The systemic healthcare disparities may partially explain the highest disease burden observed in West Sub-Saharan Africa in our study. Countries with disparate healthcare coverage models showed substantial differences in CKD-associated HF burden. According to the Global Monitoring Report on Universal Health Coverage, Sub-Saharan Africa had the lowest coverage of essential health services worldwide (56). In this region, most nations lack comprehensive social welfare systems or health insurance infrastructure, with inadequate coverage that rendered secondary and tertiary CKD care financially catastrophic and made RTT largely inaccessible (39). A study reported that in Sub-Saharan Africa, 96% of adults and 95% of children with ESRD requiring dialysis died or were presumed dead due to the unaffordability of treatment (57). Nigeria exemplified these challenges as Sub-Saharan Africa’s most populous nation and largest economy, recording the highest CKD-associated HF burden globally at the country/territory level. Limited insurance coverage combined with high out-of-pocket costs forced patients to discontinue chronic disease management (58). Additionally, the emigration of healthcare professionals was a critical concern, with over 12,000 Nigerian physicians practicing abroad, contributing to severe shortages in specialties such as cardiology and nephrology (59). Conversely, high-income Asia-Pacific countries, including Brunei, Japan, South Korea, and Singapore, have established universal health insurance or public-private healthcare models that ensured accessibility to ESRD treatment for most patients (39).

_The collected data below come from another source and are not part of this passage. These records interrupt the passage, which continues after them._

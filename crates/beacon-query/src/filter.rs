//! Listing filter and sort order.

use std::fmt;
use std::str::FromStr;

use beacon_core::errors::ValidationError;
use beacon_core::models::{Record, Visibility};
use serde::{Deserialize, Serialize};

#[derive(Debug, Clone, Copy, PartialEq, Eq, Default, Serialize, Deserialize)]
#[serde(rename_all = "lowercase")]
pub enum SortBy {
    /// Name hits, then summary hits, then body hits; store order otherwise.
    #[default]
    Relevance,
    /// Sum of usage counters, highest first.
    Popularity,
    Newest,
    Oldest,
}

impl SortBy {
    pub fn as_str(&self) -> &'static str {
        match self {
            Self::Relevance => "relevance",
            Self::Popularity => "popularity",
            Self::Newest => "newest",
            Self::Oldest => "oldest",
        }
    }
}

impl FromStr for SortBy {
    type Err = ValidationError;

    fn from_str(s: &str) -> Result<Self, Self::Err> {
        match s.trim().to_lowercase().as_str() {
            "" | "relevance" => Ok(Self::Relevance),
            "popularity" | "popular" => Ok(Self::Popularity),
            "newest" => Ok(Self::Newest),
            "oldest" => Ok(Self::Oldest),
            other => Err(ValidationError::UnknownSort {
                value: other.to_string(),
            }),
        }
    }
}

impl fmt::Display for SortBy {
    fn fmt(&self, f: &mut fmt::Formatter<'_>) -> fmt::Result {
        f.write_str(self.as_str())
    }
}

/// Criteria for a listing. Every unset criterion matches everything.
#[derive(Debug, Clone, Default, Serialize, Deserialize)]
#[serde(default, rename_all = "camelCase")]
pub struct ResourceFilter {
    /// Record type (category), case-insensitive equality.
    pub record_type: Option<String>,
    /// Every tag must appear in some tag list, case-insensitive.
    pub tags: Vec<String>,
    /// `Internal` matches internal and both; `External` matches external and
    /// both; `Both` matches everything.
    pub audience: Option<Visibility>,
    /// Case-insensitive substring over name, summary and body.
    pub text: Option<String>,
    pub exclude_external_ids: Vec<String>,
    pub sort_by: SortBy,
}

impl ResourceFilter {
    pub fn new() -> Self {
        Self::default()
    }

    pub fn record_type(mut self, record_type: impl Into<String>) -> Self {
        self.record_type = Some(record_type.into());
        self
    }

    pub fn tag(mut self, tag: impl Into<String>) -> Self {
        self.tags.push(tag.into());
        self
    }

    pub fn audience(mut self, audience: Visibility) -> Self {
        self.audience = Some(audience);
        self
    }

    pub fn text(mut self, text: impl Into<String>) -> Self {
        self.text = Some(text.into());
        self
    }

    pub fn exclude(mut self, external_id: impl Into<String>) -> Self {
        self.exclude_external_ids.push(external_id.into());
        self
    }

    pub fn sort_by(mut self, sort_by: SortBy) -> Self {
        self.sort_by = sort_by;
        self
    }

    /// Lower-cased search text, `None` when absent or blank.
    pub(crate) fn needle(&self) -> Option<String> {
        self.text
            .as_deref()
            .map(str::trim)
            .filter(|t| !t.is_empty())
            .map(str::to_lowercase)
    }

    pub(crate) fn matches(&self, record: &Record, needle: Option<&str>) -> bool {
        if let Some(wanted) = self.record_type.as_deref().map(str::trim) {
            if !wanted.is_empty() && !record.category.trim().eq_ignore_ascii_case(wanted) {
                return false;
            }
        }
        if !self
            .tags
            .iter()
            .filter(|t| !t.trim().is_empty())
            .all(|t| record.tags.contains(t))
        {
            return false;
        }
        if let Some(audience) = self.audience {
            if !record.visibility.is_visible_to(audience) {
                return false;
            }
        }
        if self
            .exclude_external_ids
            .iter()
            .any(|id| id == &record.external_id)
        {
            return false;
        }
        match needle {
            Some(needle) => text_rank(record, needle).is_some(),
            None => true,
        }
    }
}

/// 0 for a name hit, 1 for a summary hit, 2 for a body hit.
pub(crate) fn text_rank(record: &Record, needle: &str) -> Option<u8> {
    if record.name.to_lowercase().contains(needle) {
        Some(0)
    } else if record.summary.to_lowercase().contains(needle) {
        Some(1)
    } else if record
        .body
        .as_deref()
        .is_some_and(|b| b.to_lowercase().contains(needle))
    {
        Some(2)
    } else {
        None
    }
}
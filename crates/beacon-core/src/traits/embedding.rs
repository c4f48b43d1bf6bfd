use async_trait::async_trait;

use crate::errors::BeaconResult;

/// Embedding generation provider.
///
/// Must be idempotent: identical input text yields an identical vector.
#[async_trait]
pub trait IEmbeddingProvider: Send + Sync {
    /// Embed a single text, returning a vector of floats.
    async fn embed(&self, text: &str) -> BeaconResult<Vec<f32>>;

    /// The dimensionality of embeddings produced by this provider.
    fn dimensions(&self) -> usize;

    /// Human-readable provider name.
    fn name(&self) -> &str;

    /// Whether this provider is currently available.
    fn is_available(&self) -> bool;
}
//! Structured log events for key pipeline operations.

use beacon_core::models::QuestionPhase;

/// Log a finished reconciliation. `changed` is whether the published record
/// set differs from the previous one.
pub fn reconcile_completed(
    changed: bool,
    fetched: usize,
    inserted: usize,
    updated: usize,
    removed: usize,
    skipped: usize,
) {
    tracing::info!(
        event = "reconcile_completed",
        changed,
        fetched,
        inserted,
        updated,
        removed,
        skipped,
        "reconciliation completed"
    );
}

/// Log a rebuilt embedding index. `missing` counts records left without a
/// vector.
pub fn index_rebuilt(indexed: usize, missing: usize, total: usize, store_version: u64, elapsed_ms: u64) {
    tracing::info!(
        event = "index_rebuilt",
        indexed,
        missing,
        total,
        store_version,
        elapsed_ms,
        "embedding index rebuilt"
    );
}

/// Log a background refresh that was skipped because one is running.
pub fn refresh_skipped(reason: &str) {
    tracing::debug!(event = "refresh_skipped", reason = %reason, "index refresh skipped");
}

/// Log a question that reached a terminal phase.
pub fn question_finished(run_id: &str, phase: QuestionPhase, results: usize, elapsed_ms: u64) {
    match phase {
        QuestionPhase::Done => tracing::info!(
            event = "question_answered",
            run_id = %run_id,
            results,
            elapsed_ms,
            "question answered"
        ),
        _ => tracing::warn!(
            event = "question_failed",
            run_id = %run_id,
            phase = %phase,
            results,
            elapsed_ms,
            "question failed"
        ),
    }
}
use std::collections::BTreeMap;

use serde::{Deserialize, Serialize};

use super::defaults;

/// Content source and reconciliation configuration.
#[derive(Debug, Clone, Serialize, Deserialize)]
#[serde(default)]
pub struct SyncConfig {
    /// Endpoint of the paginated content source. `None` disables HTTP sync.
    pub source_url: Option<String>,
    /// Environment variable holding the source bearer token.
    pub api_key_env: String,
    /// Records requested per source page.
    pub page_size: usize,
    /// Request timeout for each source page.
    pub timeout_secs: u64,
    /// Publish an empty fetch over a populated store.
    pub allow_empty_replace: bool,
    /// Extra source field names per target field, tried before the built-in names.
    pub field_aliases: BTreeMap<String, Vec<String>>,
}

impl Default for SyncConfig {
    fn default() -> Self {
        Self {
            source_url: None,
            api_key_env: defaults::DEFAULT_SOURCE_API_KEY_ENV.to_string(),
            page_size: defaults::DEFAULT_SOURCE_PAGE_SIZE,
            timeout_secs: defaults::DEFAULT_SOURCE_TIMEOUT_SECS,
            allow_empty_replace: defaults::DEFAULT_ALLOW_EMPTY_REPLACE,
            field_aliases: BTreeMap::new(),
        }
    }
}
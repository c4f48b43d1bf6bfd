//! Generation providers.

pub mod chat_api;
pub mod sse;

pub use chat_api::ChatApiProvider;
pub use sse::SseDecoder;
use async_trait::async_trait;

use crate::errors::SourceError;
use crate::models::RawRecord;

/// The external system of record the reconciler mirrors.
#[async_trait]
pub trait IContentSource: Send + Sync {
    /// Fetch the complete record set. Partial results are never returned:
    /// any failure fails the whole fetch.
    async fn fetch_all(&self) -> Result<Vec<RawRecord>, SourceError>;

    /// Human-readable source name for logs.
    fn name(&self) -> &str;
}
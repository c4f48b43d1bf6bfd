use std::collections::BTreeMap;

use serde::{Deserialize, Serialize};

/// A typed field value as exposed by the content source.
#[derive(Debug, Clone, PartialEq, Serialize, Deserialize)]
#[serde(tag = "type", content = "value", rename_all = "snake_case")]
pub enum FieldValue {
    Text(String),
    Select(Option<String>),
    MultiSelect(Vec<String>),
    /// Rich text arrives as a list of plain-text segments.
    RichText(Vec<String>),
    Date(Option<String>),
    Url(Option<String>),
    Null,
}

impl FieldValue {
    /// Single text value, `None` when the field is empty.
    pub fn as_text(&self) -> Option<String> {
        let text = match self {
            Self::Text(s) => s.clone(),
            Self::Select(s) | Self::Date(s) | Self::Url(s) => s.clone()?,
            Self::RichText(segments) => segments.concat(),
            Self::MultiSelect(values) => values.join(", "),
            Self::Null => return None,
        };
        let trimmed = text.trim();
        if trimmed.is_empty() {
            None
        } else {
            Some(trimmed.to_string())
        }
    }

    /// Multi-value view. Single values become a one-element list.
    pub fn as_list(&self) -> Vec<String> {
        match self {
            Self::MultiSelect(values) => values
                .iter()
                .map(|v| v.trim())
                .filter(|v| !v.is_empty())
                .map(String::from)
                .collect(),
            other => other.as_text().into_iter().collect(),
        }
    }

    pub fn is_empty(&self) -> bool {
        match self {
            Self::MultiSelect(values) => values.iter().all(|v| v.trim().is_empty()),
            other => other.as_text().is_none(),
        }
    }
}

/// A record as fetched from the content source: a stable id plus opaque
/// named fields.
#[derive(Debug, Clone, PartialEq, Default, Serialize, Deserialize)]
pub struct RawRecord {
    pub external_id: String,
    #[serde(default)]
    pub fields: BTreeMap<String, FieldValue>,
}

impl RawRecord {
    pub fn new(external_id: impl Into<String>) -> Self {
        Self {
            external_id: external_id.into(),
            fields: BTreeMap::new(),
        }
    }

    /// Builder-style field insertion.
    pub fn with_field(mut self, name: impl Into<String>, value: FieldValue) -> Self {
        self.fields.insert(name.into(), value);
        self
    }

    pub fn field(&self, name: &str) -> Option<&FieldValue> {
        self.fields.get(name)
    }
}
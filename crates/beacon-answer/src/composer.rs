//! AnswerComposer: generate an answer from ranked records, blocking or
//! streamed, and recover which records it drew on.

use std::future::Future;
use std::sync::Arc;

use beacon_core::cancellation::CancellationToken;
use beacon_core::errors::{BeaconResult, GenerationError};
use beacon_core::models::{Answer, AnswerFrame, Prompt, RankedResult, RecordId};
use beacon_core::traits::{GenerationEvent, IGenerationProvider};
use futures::StreamExt;
use tokio::sync::mpsc::UnboundedSender;
use tracing::{debug, warn};

use crate::annotation::{resolve_record_ids, AnnotationDecoder};
use crate::prompt::PromptBuilder;

pub struct AnswerComposer {
    provider: Arc<dyn IGenerationProvider>,
    prompts: PromptBuilder,
    decoder: AnnotationDecoder,
}

impl AnswerComposer {
    pub fn new(provider: Arc<dyn IGenerationProvider>) -> Self {
        Self::with_prompt_builder(provider, PromptBuilder::new())
    }

    pub fn with_prompt_builder(provider: Arc<dyn IGenerationProvider>, prompts: PromptBuilder) -> Self {
        Self {
            provider,
            prompts,
            decoder: AnnotationDecoder::new(),
        }
    }

    pub fn provider_name(&self) -> &str {
        self.provider.name()
    }

    /// Single call, full text at once.
    pub async fn answer(&self, question: &str, ranked: &[RankedResult]) -> BeaconResult<Answer> {
        let prompt = self.prompts.build(question, ranked);
        let text = self.provider.complete(&prompt).await?;
        Ok(self.finish(&text, ranked))
    }

    /// Streamed generation. Every delta goes to `on_chunk` as it arrives, in
    /// order. Cancelling `cancel` stops consumption and drops the transport;
    /// chunks already delivered stay delivered.
    pub async fn answer_streaming<F>(
        &self,
        question: &str,
        ranked: &[RankedResult],
        cancel: &CancellationToken,
        mut on_chunk: F,
    ) -> BeaconResult<Answer>
    where
        F: FnMut(&str) + Send,
    {
        let prompt = self.prompts.build(question, ranked);
        let text = self
            .consume(&prompt, cancel, std::future::pending(), |chunk| {
                on_chunk(chunk);
                true
            })
            .await?;
        Ok(self.finish(&text, ranked))
    }

    /// Streamed generation delivered as wire frames: `chunk`* followed by
    /// exactly one `done` or `error`. A dropped receiver cancels the
    /// generation like the token does.
    pub async fn answer_framed(
        &self,
        question: &str,
        ranked: &[RankedResult],
        cancel: &CancellationToken,
        frames: &UnboundedSender<AnswerFrame>,
    ) -> BeaconResult<Answer> {
        let prompt = self.prompts.build(question, ranked);
        let result = self
            .consume(&prompt, cancel, frames.closed(), |chunk| {
                frames
                    .send(AnswerFrame::Chunk {
                        text: chunk.to_string(),
                    })
                    .is_ok()
            })
            .await
            .map(|text| self.finish(&text, ranked));

        match result {
            Ok(answer) => {
                let _ = frames.send(AnswerFrame::Done(answer.clone()));
                Ok(answer)
            }
            Err(e) => {
                warn!(error = %e, "streamed answer failed");
                let _ = frames.send(AnswerFrame::Error {
                    message: e.user_message(),
                    retryable: e.is_retryable(),
                });
                Err(e)
            }
        }
    }

    /// Drive the provider stream to its terminal event. `sink` returning
    /// false, `abandon` resolving or `cancel` firing all stop with
    /// `Cancelled`.
    async fn consume<S, A>(
        &self,
        prompt: &Prompt,
        cancel: &CancellationToken,
        abandon: A,
        mut sink: S,
    ) -> BeaconResult<String>
    where
        S: FnMut(&str) -> bool + Send,
        A: Future<Output = ()> + Send,
    {
        tokio::pin!(abandon);

        let mut stream = tokio::select! {
            biased;
            _ = cancel.cancelled() => return Err(GenerationError::Cancelled.into()),
            _ = &mut abandon => return Err(GenerationError::Cancelled.into()),
            stream = self.provider.stream(prompt) => stream?,
        };

        let mut text = String::new();
        let mut received = 0usize;
        loop {
            let event = tokio::select! {
                biased;
                _ = cancel.cancelled() => {
                    debug!(received, "answer stream cancelled");
                    return Err(GenerationError::Cancelled.into());
                }
                _ = &mut abandon => {
                    debug!(received, "answer receiver dropped");
                    return Err(GenerationError::Cancelled.into());
                }
                event = stream.next() => event,
            };

            match event {
                Some(GenerationEvent::Delta(delta)) => {
                    if delta.is_empty() {
                        continue;
                    }
                    received += 1;
                    if !sink(&delta) {
                        debug!(received, "answer sink closed");
                        return Err(GenerationError::Cancelled.into());
                    }
                    text.push_str(&delta);
                }
                Some(GenerationEvent::Done) => {
                    debug!(received, chars = text.len(), "answer stream complete");
                    return Ok(text);
                }
                Some(GenerationEvent::Failed(reason)) => {
                    return Err(GenerationError::ProviderFailed { reason }.into());
                }
                None => {
                    return Err(GenerationError::IncompleteStream {
                        received_chunks: received,
                    }
                    .into());
                }
            }
        }
    }

    /// Strip the annotation and resolve the referenced record ids. Without a
    /// usable annotation every supplied record is referenced.
    fn finish(&self, text: &str, ranked: &[RankedResult]) -> Answer {
        let supplied = || ranked.iter().map(|r| r.record.id).collect::<Vec<RecordId>>();
        match self.decoder.decode(text) {
            Ok(Some(annotation)) => Answer {
                relevant_record_ids: resolve_record_ids(&annotation.names, ranked),
                text: annotation.body,
            },
            Ok(None) => {
                debug!("answer has no annotation, referencing all supplied records");
                Answer {
                    text: text.trim().to_string(),
                    relevant_record_ids: supplied(),
                }
            }
            Err(e) => {
                warn!(error = %e, "annotation unreadable, referencing all supplied records");
                Answer {
                    text: self.decoder.strip(text),
                    relevant_record_ids: supplied(),
                }
            }
        }
    }
}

Our findings indicated that the burden of CKD-associated HF in the high-SDI region was ranked second to low-SDI regions. Research demonstrated that while HF incidence has stabilized or declined in high-income countries, its burden continued to increase, potentially driven by aging populations, increased risk factors, efficacy of novel therapies, and improved survival rates (2). Furthermore, the trend among different SDI groups increased more rapidly as the SDI levels increased during the period from 1990 to 2021. Multiple factors contributed to this seemingly paradoxical phenomenon. Social development has reduced mortality from infectious diseases, while population aging, prolonged chronic disease duration, and behavioral risk factors such as physical inactivity, smoking, and alcohol consumption increase the risk of CKD or HF (60, 61). Additionally, advancements in medical technology and updated diagnostic criteria have also amplified the disease burden statistically. These factors may elucidate why high-income North America experienced the most substantial increases in prevalence and YLDs from 1990 to 2021. These findings necessitate that policymakers reconsider the assumption that development inherently improves health, and balance health risks and social progress through preventive interventions, timely treatment, and disease surveillance.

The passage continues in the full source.